Le gouvernement prévoit également des efforts de formation, de mutualisation entre communes et d’accès élargi à certains fichiers, notamment le fichier des permis de conduire, afin de renforcer l’efficacité des interventions. Un accent est mis sur la transparence : chaque agent se verra attribuer un numéro d’identification (RIO), visible sur l’uniforme et enregistré dans une base nationale, comme c’est déjà le cas dans la police nationale.
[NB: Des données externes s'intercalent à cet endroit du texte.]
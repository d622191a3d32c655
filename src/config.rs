//! Configuration for ctxzip.
//!
//! Settings come from `ctxzip.toml` and are layered file → environment → CLI.
//!
//! # Configuration File Format
//!
//! ```toml
//! [compaction]
//! strategy = "write-tool-results-to-storage"
//! storage = "file:///var/tmp/ctxzip"
//! boundary = "since-last-assistant-or-user-text"
//! # boundary = { type = "first-n-messages", count = 2 }
//! key_strategy = "content-hash"
//! failure_policy = "fail-fast"
//! storage_reader_tool_names = ["readFile", "grepAndSearchFile"]
//!
//! [search]
//! max_results = 100
//! context_lines = 0
//! ```
//!
//! `CTXZIP_STORAGE` overrides `compaction.storage`.

use crate::compaction::{
    Boundary, BoundarySpec, CompactOptions, DEFAULT_READER_TOOL_NAMES, FailurePolicy, KeyStrategy,
    Strategy,
};
use crate::errors::ConfigError;
use crate::search::{DEFAULT_MAX_RESULTS, GrepOptions};
use crate::storage::StorageSpec;
use anyhow::{Context, Result};
use serde::{Deserialize, Serialize};
use std::path::{Path, PathBuf};

/// Default config file name, looked up in the working directory.
pub const DEFAULT_CONFIG_FILE: &str = "ctxzip.toml";

/// Environment variable overriding the storage URI.
pub const STORAGE_ENV: &str = "CTXZIP_STORAGE";

/// `[compaction]` section.
#[derive(Debug, Clone, PartialEq, Serialize, Deserialize)]
pub struct CompactionSection {
    /// Compaction strategy (only "write-tool-results-to-storage")
    #[serde(default = "default_strategy")]
    pub strategy: String,
    /// Storage URI. Unset means a fresh temp directory per run.
    #[serde(default, skip_serializing_if = "Option::is_none")]
    pub storage: Option<String>,
    /// Where the compaction window starts
    #[serde(default = "default_boundary")]
    pub boundary: BoundarySpec,
    /// "content-hash" or "random"
    #[serde(default = "default_key_strategy")]
    pub key_strategy: String,
    /// "fail-fast" or "best-effort"
    #[serde(default = "default_failure_policy")]
    pub failure_policy: String,
    /// Tools whose results are never compacted
    #[serde(default = "default_reader_tool_names")]
    pub storage_reader_tool_names: Vec<String>,
}

fn default_strategy() -> String {
    Strategy::default().to_string()
}

fn default_boundary() -> BoundarySpec {
    BoundarySpec::from(Boundary::default())
}

fn default_key_strategy() -> String {
    KeyStrategy::default().to_string()
}

fn default_failure_policy() -> String {
    FailurePolicy::default().to_string()
}

fn default_reader_tool_names() -> Vec<String> {
    DEFAULT_READER_TOOL_NAMES
        .iter()
        .map(|name| name.to_string())
        .collect()
}

impl Default for CompactionSection {
    fn default() -> Self {
        Self {
            strategy: default_strategy(),
            storage: None,
            boundary: default_boundary(),
            key_strategy: default_key_strategy(),
            failure_policy: default_failure_policy(),
            storage_reader_tool_names: default_reader_tool_names(),
        }
    }
}

/// `[search]` section.
#[derive(Debug, Clone, PartialEq, Eq, Serialize, Deserialize)]
pub struct SearchSection {
    #[serde(default = "default_max_results")]
    pub max_results: usize,
    #[serde(default)]
    pub context_lines: usize,
}

fn default_max_results() -> usize {
    DEFAULT_MAX_RESULTS
}

impl Default for SearchSection {
    fn default() -> Self {
        Self {
            max_results: default_max_results(),
            context_lines: 0,
        }
    }
}

/// The complete ctxzip.toml structure.
#[derive(Debug, Clone, PartialEq, Default, Serialize, Deserialize)]
pub struct CtxZipToml {
    #[serde(default)]
    pub compaction: CompactionSection,
    #[serde(default)]
    pub search: SearchSection,
}

impl CtxZipToml {
    /// Load configuration from a TOML file.
    pub fn load(path: &Path) -> Result<Self, ConfigError> {
        let content = std::fs::read_to_string(path).map_err(|source| ConfigError::ReadFailed {
            path: path.to_path_buf(),
            source,
        })?;
        Self::parse(&content).map_err(|source| ConfigError::ParseFailed {
            path: path.to_path_buf(),
            source,
        })
    }

    /// Parse configuration from a TOML string.
    pub fn parse(content: &str) -> Result<Self, toml::de::Error> {
        toml::from_str(content)
    }

    /// Load `path`, or the defaults if it does not exist.
    pub fn load_or_default(path: &Path) -> Result<Self, ConfigError> {
        if path.exists() {
            Self::load(path)
        } else {
            Ok(Self::default())
        }
    }

    /// Save configuration to a TOML file.
    pub fn save(&self, path: &Path) -> Result<()> {
        let content = toml::to_string_pretty(self).context("Failed to serialize ctxzip.toml")?;
        std::fs::write(path, content)
            .with_context(|| format!("Failed to write config file: {}", path.display()))?;
        Ok(())
    }

    /// Storage URI, with `CTXZIP_STORAGE` taking precedence over the file.
    pub fn storage(&self) -> Option<String> {
        std::env::var(STORAGE_ENV)
            .ok()
            .filter(|value| !value.trim().is_empty())
            .or_else(|| self.compaction.storage.clone())
    }

    pub fn boundary(&self) -> Result<Boundary, ConfigError> {
        Boundary::try_from(self.compaction.boundary.clone())
    }

    /// Build compaction options. Fails on the first invalid value.
    pub fn to_compact_options(&self) -> Result<CompactOptions, ConfigError> {
        let options = CompactOptions {
            strategy: self.compaction.strategy.parse()?,
            storage: StorageSpec::from(self.storage()),
            boundary: self.boundary()?,
            key_strategy: self.compaction.key_strategy.parse()?,
            failure_policy: self.compaction.failure_policy.parse()?,
            ..CompactOptions::default()
        };
        Ok(options.with_reader_tool_names(self.compaction.storage_reader_tool_names.clone()))
    }

    pub fn grep_options(&self) -> GrepOptions {
        GrepOptions {
            max_results: self.search.max_results,
            context_lines: self.search.context_lines,
        }
    }

    /// Validate the configuration and return any warnings.
    pub fn validate(&self) -> Vec<String> {
        let mut warnings = Vec::new();

        if let Err(e) = self.compaction.strategy.parse::<Strategy>() {
            warnings.push(e.to_string());
        }
        if let Err(e) = self.boundary() {
            warnings.push(e.to_string());
        }
        if let Err(e) = self.compaction.key_strategy.parse::<KeyStrategy>() {
            warnings.push(e.to_string());
        }
        if let Err(e) = self.compaction.failure_policy.parse::<FailurePolicy>() {
            warnings.push(e.to_string());
        }

        if let Some(ref storage) = self.compaction.storage {
            match url::Url::parse(storage) {
                Ok(url) if !matches!(url.scheme(), "file" | "memory") => warnings.push(format!(
                    "Storage '{}' uses the '{}' scheme, which is not supported; use file:// or memory://",
                    storage,
                    url.scheme()
                )),
                Ok(_) => {}
                Err(e) => warnings.push(format!("Invalid storage URI '{}': {}", storage, e)),
            }
        }

        if self.compaction.storage_reader_tool_names.is_empty() {
            warnings.push(
                "storage_reader_tool_names is empty; the defaults (readFile, grepAndSearchFile) will be used"
                    .to_string(),
            );
        }
        if self.search.max_results == 0 {
            warnings.push("search.max_results is 0; every search will return no matches".to_string());
        }

        warnings
    }
}

/// Runtime configuration: the config file merged with environment and CLI
/// overrides.
#[derive(Debug, Clone)]
pub struct CtxZipConfig {
    /// Path the file configuration was loaded from (it may not exist).
    pub path: PathBuf,
    pub toml: CtxZipToml,
    /// CLI override for the storage URI
    pub cli_storage: Option<String>,
}

impl CtxZipConfig {
    /// Load from `path` (default: `./ctxzip.toml`) with an optional CLI storage override.
    pub fn new(path: Option<PathBuf>, cli_storage: Option<String>) -> Result<Self, ConfigError> {
        let path = path.unwrap_or_else(|| PathBuf::from(DEFAULT_CONFIG_FILE));
        let toml = CtxZipToml::load_or_default(&path)?;
        Ok(Self {
            path,
            toml,
            cli_storage,
        })
    }

    /// Storage URI (CLI → env → file).
    pub fn storage(&self) -> Option<String> {
        self.cli_storage.clone().or_else(|| self.toml.storage())
    }

    pub fn compact_options(&self) -> Result<CompactOptions, ConfigError> {
        let mut options = self.toml.to_compact_options()?;
        options.storage = StorageSpec::from(self.storage());
        Ok(options)
    }

    pub fn grep_options(&self) -> GrepOptions {
        self.toml.grep_options()
    }

    pub fn validate(&self) -> Vec<String> {
        self.toml.validate()
    }
}

#[cfg(test)]
mod tests {
    use super::*;
    use std::sync::Mutex;
    use tempfile::tempdir;

    static ENV_MUTEX: Mutex<()> = Mutex::new(());

    /// Run `f` with `CTXZIP_STORAGE` set to `value` (or unset), restoring it afterwards.
    fn with_storage_env<T>(value: Option<&str>, f: impl FnOnce() -> T) -> T {
        let _guard = ENV_MUTEX.lock().unwrap();
        let saved = std::env::var(STORAGE_ENV).ok();
        match value {
            Some(value) => unsafe { std::env::set_var(STORAGE_ENV, value) },
            None => unsafe { std::env::remove_var(STORAGE_ENV) },
        }
        let result = f();
        match saved {
            Some(saved) => unsafe { std::env::set_var(STORAGE_ENV, saved) },
            None => unsafe { std::env::remove_var(STORAGE_ENV) },
        }
        result
    }

    #[test]
    fn test_defaults() {
        let toml = CtxZipToml::parse("").unwrap();
        assert_eq!(toml, CtxZipToml::default());
        assert_eq!(toml.compaction.strategy, "write-tool-results-to-storage");
        assert_eq!(toml.search.max_results, 100);
        assert!(toml.validate().is_empty());

        let options = with_storage_env(None, || toml.to_compact_options().unwrap());
        assert_eq!(options.boundary, Boundary::SinceLastAssistantOrUserText);
        assert!(matches!(options.storage, StorageSpec::Default));
        assert!(options.is_reader_tool("readFile"));
    }

    #[test]
    fn test_parse_full_config() {
        let content = r#"
[compaction]
storage = "memory://config-test"
boundary = { type = "first-n-messages", count = 2 }
key_strategy = "random"
failure_policy = "best-effort"
storage_reader_tool_names = ["fetchStored"]

[search]
max_results = 5
context_lines = 2
"#;
        let toml = CtxZipToml::parse(content).unwrap();
        let options = with_storage_env(None, || toml.to_compact_options().unwrap());
        assert_eq!(options.boundary, Boundary::FirstNMessages { count: 2 });
        assert_eq!(options.key_strategy, KeyStrategy::Random);
        assert_eq!(options.failure_policy, FailurePolicy::BestEffort);
        assert!(options.is_reader_tool("fetchStored"));
        assert!(!options.is_reader_tool("readFile"));
        assert!(matches!(options.storage, StorageSpec::Uri(ref uri) if uri == "memory://config-test"));

        let grep = toml.grep_options();
        assert_eq!(grep.max_results, 5);
        assert_eq!(grep.context_lines, 2);
    }

    #[test]
    fn test_named_boundary() {
        let toml = CtxZipToml::parse("[compaction]\nboundary = \"entire-conversation\"\n").unwrap();
        assert_eq!(toml.boundary().unwrap(), Boundary::EntireConversation);
    }

    #[test]
    fn test_invalid_values_are_reported() {
        let content = r#"
[compaction]
strategy = "summarize"
boundary = "latest"
key_strategy = "sequential"
failure_policy = "retry"
storage = "s3://bucket/prefix"

[search]
max_results = 0
"#;
        let toml = CtxZipToml::parse(content).unwrap();
        let warnings = toml.validate();
        assert_eq!(warnings.len(), 6);
        assert!(warnings.iter().any(|w| w.contains("summarize")));
        assert!(warnings.iter().any(|w| w.contains("latest")));
        assert!(warnings.iter().any(|w| w.contains("sequential")));
        assert!(warnings.iter().any(|w| w.contains("retry")));
        assert!(warnings.iter().any(|w| w.contains("s3")));
        assert!(warnings.iter().any(|w| w.contains("max_results")));

        assert!(matches!(
            toml.to_compact_options(),
            Err(ConfigError::UnknownStrategy(_))
        ));
    }

    #[test]
    fn test_env_overrides_file_storage() {
        let toml = CtxZipToml::parse("[compaction]\nstorage = \"memory://from-file\"\n").unwrap();
        let storage = with_storage_env(Some("memory://from-env"), || toml.storage());
        assert_eq!(storage.as_deref(), Some("memory://from-env"));

        let storage = with_storage_env(None, || toml.storage());
        assert_eq!(storage.as_deref(), Some("memory://from-file"));
    }

    #[test]
    fn test_cli_overrides_env() {
        let dir = tempdir().unwrap();
        let config = CtxZipConfig::new(
            Some(dir.path().join("missing.toml")),
            Some("memory://from-cli".to_string()),
        )
        .unwrap();
        let storage = with_storage_env(Some("memory://from-env"), || config.storage());
        assert_eq!(storage.as_deref(), Some("memory://from-cli"));

        let options = config.compact_options().unwrap();
        assert!(matches!(options.storage, StorageSpec::Uri(ref uri) if uri == "memory://from-cli"));
    }

    #[test]
    fn test_save_and_load_round_trip() {
        let dir = tempdir().unwrap();
        let path = dir.path().join("ctxzip.toml");

        let mut toml = CtxZipToml::default();
        toml.compaction.storage = Some("file:///var/tmp/ctxzip".to_string());
        toml.compaction.boundary = BoundarySpec::from(Boundary::FirstNMessages { count: 3 });
        toml.search.context_lines = 1;
        toml.save(&path).unwrap();

        let loaded = CtxZipToml::load(&path).unwrap();
        assert_eq!(loaded, toml);
    }

    #[test]
    fn test_load_errors() {
        let dir = tempdir().unwrap();
        let missing = dir.path().join("nope.toml");
        assert!(matches!(
            CtxZipToml::load(&missing),
            Err(ConfigError::ReadFailed { .. })
        ));
        assert_eq!(CtxZipToml::load_or_default(&missing).unwrap(), CtxZipToml::default());

        let broken = dir.path().join("broken.toml");
        std::fs::write(&broken, "[compaction\nstorage = ").unwrap();
        assert!(matches!(
            CtxZipToml::load(&broken),
            Err(ConfigError::ParseFailed { .. })
        ));
    }
}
Une volonté d’efficacité locale et de recentrage de l’État

Ce texte vise à donner aux communes les moyens d’agir plus efficacement face à la montée des incivilités, tout en laissant aux élus la liberté d’en faire usage ou non. Le gouvernement affirme respecter la libre administration des collectivités territoriales, un principe défendu fermement par des élus comme David Lisnard, président de l’Association des maires de France. Celui-ci a rappelé que « c’est celui qui paie qui administre » et s’oppose à une mainmise indirecte de l’État sur les ressources locales.

Vers une police de proximité renforcée

Dans un contexte de stagnation des effectifs nationaux et de tensions croissantes sur la sécurité publique, l’État entend redéployer ses forces en misant sur une police municipale de proximité, mieux armée, mieux formée, et juridiquement renforcée. Ce projet marque un tournant stratégique dans l’organisation de la sécurité publique française, en instaurant une nouvelle coopération entre communes, préfectures et justice, tout en adaptant les outils aux réalités du terrain.